Taiwan Affairs Office

11th Cross-Strait Relations Symposium
In March 2013, speaking at the 11th Cross-Strait Relations Symposium in Pingtan, Fujian, Zhang called for increased quality and efficiency of cross-strait exchanges and cooperation. The symposium was attended by people from both sides, including some from Taiwan's Democratic Progressive Party. He wished to visit Taiwan as well as to meet his counterpart, Wang Yu-chi, the head of the Mainland Affairs Council.

Zhang-Wang meeting

On 11 February 2014, Zhang met with Wang Yu-chi in Nanjing, the first high-level government-to-government official contact between the two sides since the end of the Chinese Civil War in 1949. The meeting took place at the Purple Palace hotel in Nanjing.

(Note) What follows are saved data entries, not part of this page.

use std::sync::Arc;

use deduction_engine::api::{AppState, create_router};
use deduction_engine::config::{AppSettings, ConfigLoader, EndpointResolver, ProviderKind};
use deduction_engine::pipeline::DeductionPipeline;
use deduction_engine::provider::{RateProvider, RemoteRateProvider, TableRateProvider};
use tracing_subscriber::{layer::SubscriberExt, util::SubscriberInitExt};

#[tokio::main]
async fn main() -> Result<(), Box<dyn std::error::Error>> {
    tracing_subscriber::registry()
        .with(
            tracing_subscriber::EnvFilter::try_from_default_env()
                .unwrap_or_else(|_| "deduction_engine=info,deduction_server=info".into()),
        )
        .with(tracing_subscriber::fmt::layer())
        .init();

    let settings = AppSettings::from_env()?;

    let config = Arc::new(match &settings.config_dir {
        Some(dir) => ConfigLoader::load(dir)?,
        None => ConfigLoader::embedded()?,
    });
    tracing::info!(
        scheme = %config.metadata().code,
        effective_date = %config.metadata().effective_date,
        "Loaded rate scheme"
    );

    let client = reqwest::Client::builder()
        .timeout(settings.lookup_timeout)
        .build()?;
    let endpoints = Arc::new(EndpointResolver::new(
        client.clone(),
        settings.config_service_url.clone(),
        settings.endpoints.clone(),
    ));

    let provider: Arc<dyn RateProvider> = match settings.provider {
        ProviderKind::Table => Arc::new(TableRateProvider::new(Arc::clone(&config))),
        ProviderKind::Remote => Arc::new(RemoteRateProvider::new(
            client,
            Arc::clone(&endpoints),
            Arc::clone(&config),
            settings.employment_rate_source,
        )),
    };
    tracing::info!(
        provider = provider.name(),
        lookup_timeout_ms = settings.lookup_timeout.as_millis() as u64,
        "Rate provider ready"
    );

    let pipeline = DeductionPipeline::new(provider, settings.lookup_timeout);
    let router = create_router(AppState::with_pipeline(config, pipeline, endpoints));

    let listener = tokio::net::TcpListener::bind(&settings.bind_address).await?;
    tracing::info!("Server started at http://{}", listener.local_addr()?);
    axum::serve(listener, router).await?;

    Ok(())
}
//! Application state for the deduction engine API.
//!
//! This module defines the shared application state that is available
//! to all request handlers.

use std::sync::Arc;

use crate::config::{ConfigLoader, DEFAULT_LOOKUP_TIMEOUT, EndpointResolver, ServiceEndpoints};
use crate::pipeline::DeductionPipeline;
use crate::provider::TableRateProvider;

/// Shared application state.
///
/// Holds the loaded rate scheme (served by the per-category endpoints),
/// the pipeline used by `POST /calculate`, and the endpoint resolver
/// reported by `GET /api/config`.
#[derive(Clone)]
pub struct AppState {
    config: Arc<ConfigLoader>,
    pipeline: DeductionPipeline,
    endpoints: Arc<EndpointResolver>,
}

impl AppState {
    /// Creates a state that calculates from the given scheme's tables and
    /// reports the default service endpoints.
    pub fn new(config: ConfigLoader) -> Self {
        let config = Arc::new(config);
        let pipeline = DeductionPipeline::new(
            Arc::new(TableRateProvider::new(Arc::clone(&config))),
            DEFAULT_LOOKUP_TIMEOUT,
        );
        Self {
            config,
            pipeline,
            endpoints: Arc::new(EndpointResolver::fixed(ServiceEndpoints::default())),
        }
    }

    /// Creates a state from already-built parts.
    pub fn with_pipeline(
        config: Arc<ConfigLoader>,
        pipeline: DeductionPipeline,
        endpoints: Arc<EndpointResolver>,
    ) -> Self {
        Self {
            config,
            pipeline,
            endpoints,
        }
    }

    /// Returns a reference to the configuration loader.
    pub fn config(&self) -> &ConfigLoader {
        &self.config
    }

    /// Returns the calculation pipeline.
    pub fn pipeline(&self) -> &DeductionPipeline {
        &self.pipeline
    }

    /// Returns the service endpoint resolver.
    pub fn endpoints(&self) -> &EndpointResolver {
        &self.endpoints
    }
}
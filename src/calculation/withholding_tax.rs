//! Monthly withholding income tax.
//!
//! The tax is read from the monthly withholding table: the band containing
//! the taxable income, in the column for the number of dependents. The table
//! has columns for 0 to 7 dependents; each dependent beyond that reduces the
//! tax by a fixed amount, never below zero. The top bands add a percentage of
//! the income above the band's lower bound.

use rust_decimal::Decimal;

use crate::config::{WithholdingBand, WithholdingTable};
use crate::error::{EngineError, EngineResult};
use crate::models::{AuditStep, IncomeTaxLine};

use super::band_lookup::{BandMatch, find_band};

/// Source name reported when the withholding table cannot resolve an income.
pub const WITHHOLDING_SOURCE: &str = "withholding_tax";

/// The reduction for dependents beyond the tabulated columns.
#[derive(Debug, Clone, Copy, PartialEq, Eq)]
pub struct DependentAdjustment {
    /// The highest dependent count with its own column.
    pub max_tabulated_dependents: u32,
    /// Deduction per dependent beyond `max_tabulated_dependents`.
    pub per_extra_dependent: Decimal,
}

impl Default for DependentAdjustment {
    fn default() -> Self {
        Self {
            max_tabulated_dependents: 7,
            per_extra_dependent: Decimal::from(1610),
        }
    }
}

impl DependentAdjustment {
    /// Reads the adjustment from a withholding table.
    pub fn from_table(table: &WithholdingTable) -> Self {
        Self {
            max_tabulated_dependents: table.max_tabulated_dependents,
            per_extra_dependent: table.per_extra_dependent_deduction,
        }
    }

    /// The table column used for a dependent count.
    pub fn column(&self, dependents: u32) -> u32 {
        dependents.min(self.max_tabulated_dependents)
    }

    /// Applies the extra-dependent deduction to a table amount.
    ///
    /// Returns the adjusted amount, floored at zero, and the deduction.
    ///
    /// # Example
    ///
    /// ```
    /// use deduction_engine::calculation::DependentAdjustment;
    /// use rust_decimal::Decimal;
    ///
    /// let adjustment = DependentAdjustment::default();
    /// let (amount, deduction) = adjustment.apply(Decimal::from(28_120), 9);
    /// assert_eq!(deduction, Decimal::from(3_220));
    /// assert_eq!(amount, Decimal::from(24_900));
    /// ```
    pub fn apply(&self, table_amount: Decimal, dependents: u32) -> (Decimal, Decimal) {
        let extra = dependents.saturating_sub(self.max_tabulated_dependents);
        let deduction = self.per_extra_dependent * Decimal::from(extra);
        ((table_amount - deduction).max(Decimal::ZERO), deduction)
    }
}

/// Withholding tax and its audit step.
#[derive(Debug, Clone)]
pub struct WithholdingTaxResult {
    /// The tax line.
    pub line: IncomeTaxLine,
    /// The audit step recording the lookup.
    pub audit_step: AuditStep,
}

/// Resolves the monthly withholding tax for a taxable income.
///
/// Taxable income below the table (including a negative one) uses the first
/// band, whose amounts are all zero.
///
/// # Errors
///
/// Returns `LookupFailure` if no band covers the income or the band has no
/// column for the dependent count, neither of which can happen for a table
/// that passed validation.
///
/// # Example
///
/// ```
/// use deduction_engine::calculation::resolve_withholding_tax;
/// use deduction_engine::config::ConfigLoader;
/// use rust_decimal::Decimal;
///
/// let config = ConfigLoader::embedded().unwrap();
/// let result =
///     resolve_withholding_tax(Decimal::from(256_020), 0, config.withholding_table(), 5).unwrap();
/// assert_eq!(result.line.amount, Decimal::from(6_750));
/// ```
pub fn resolve_withholding_tax(
    taxable_income: Decimal,
    dependents: u32,
    table: &WithholdingTable,
    step_number: u32,
) -> EngineResult<WithholdingTaxResult> {
    let adjustment = DependentAdjustment::from_table(table);
    let column = adjustment.column(dependents);

    let (band, band_match) = find_band(&table.bands, taxable_income).ok_or_else(|| {
        EngineError::lookup_failure(
            WITHHOLDING_SOURCE,
            format!("no band covers a taxable income of {}", taxable_income),
        )
    })?;

    let table_amount = table_amount(band, band_match, taxable_income, column)?;
    let (amount, dependent_deduction) = adjustment.apply(table_amount, dependents);

    let mut reasoning = format!(
        "Taxable income {} in band [{}, {}), column {}: {}",
        taxable_income,
        band.range_min,
        band.range_max
            .map(|m| m.to_string())
            .unwrap_or_else(|| "open".to_string()),
        column,
        table_amount
    );
    if dependent_deduction > Decimal::ZERO {
        reasoning.push_str(&format!(
            "; {} dependents beyond {} reduce it by {} to {}",
            dependents - adjustment.max_tabulated_dependents,
            adjustment.max_tabulated_dependents,
            dependent_deduction,
            amount
        ));
    }

    let audit_step = AuditStep {
        step_number,
        rule_id: "withholding_tax".to_string(),
        rule_name: "Withholding Income Tax".to_string(),
        basis: "Income Tax Act art. 185; monthly withholding table (kou)".to_string(),
        input: serde_json::json!({
            "taxable_income": taxable_income.to_string(),
            "dependents": dependents
        }),
        output: serde_json::json!({
            "column": column,
            "band_match": band_match,
            "table_amount": table_amount.to_string(),
            "dependent_deduction": dependent_deduction.to_string(),
            "amount": amount.to_string()
        }),
        reasoning,
    };

    Ok(WithholdingTaxResult {
        line: IncomeTaxLine {
            amount,
            taxable_income,
            table_amount,
            dependent_deduction,
            approximated: false,
        },
        audit_step,
    })
}

fn table_amount(
    band: &WithholdingBand,
    band_match: BandMatch,
    taxable_income: Decimal,
    column: u32,
) -> EngineResult<Decimal> {
    let base = band
        .tax_by_dependents
        .get(column as usize)
        .copied()
        .ok_or_else(|| {
            EngineError::lookup_failure(
                WITHHOLDING_SOURCE,
                format!(
                    "band starting at {} has no column for {} dependents",
                    band.range_min, column
                ),
            )
        })?;

    let excess = match (band.excess_rate, band_match) {
        (Some(rate), BandMatch::Interior | BandMatch::ClampedHigh) => {
            ((taxable_income - band.range_min) * rate).floor()
        }
        _ => Decimal::ZERO,
    };

    Ok(base + excess)
}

Upon meeting with Wang, both of them agreed to establish a direct and regular communication channel between the two sides for future engagement under the 1992 Consensus. They also agreed on finding a solution for health insurance coverage aiming towards Taiwanese students studying in the mainland, on pragmatically establishing SEF and ARATS offices in each other's territory and on studying the feasibility of allowing visits to detained persons once offices have been established.

Before both of them shook hands, Zhang referred to Wang as "Minister Wang Yu-chi" without mentioning the name Mainland Affairs Council and Wang referred Zhang as "TAO Director Zhang Zhijun". However, Mainland China's Xinhua News Agency referred to Wang as the "Responsible Official of Taiwan's Mainland Affairs Council" () in its Chinese-language news or as the "Taiwan's Mainland Affairs Chief" in its English-language news.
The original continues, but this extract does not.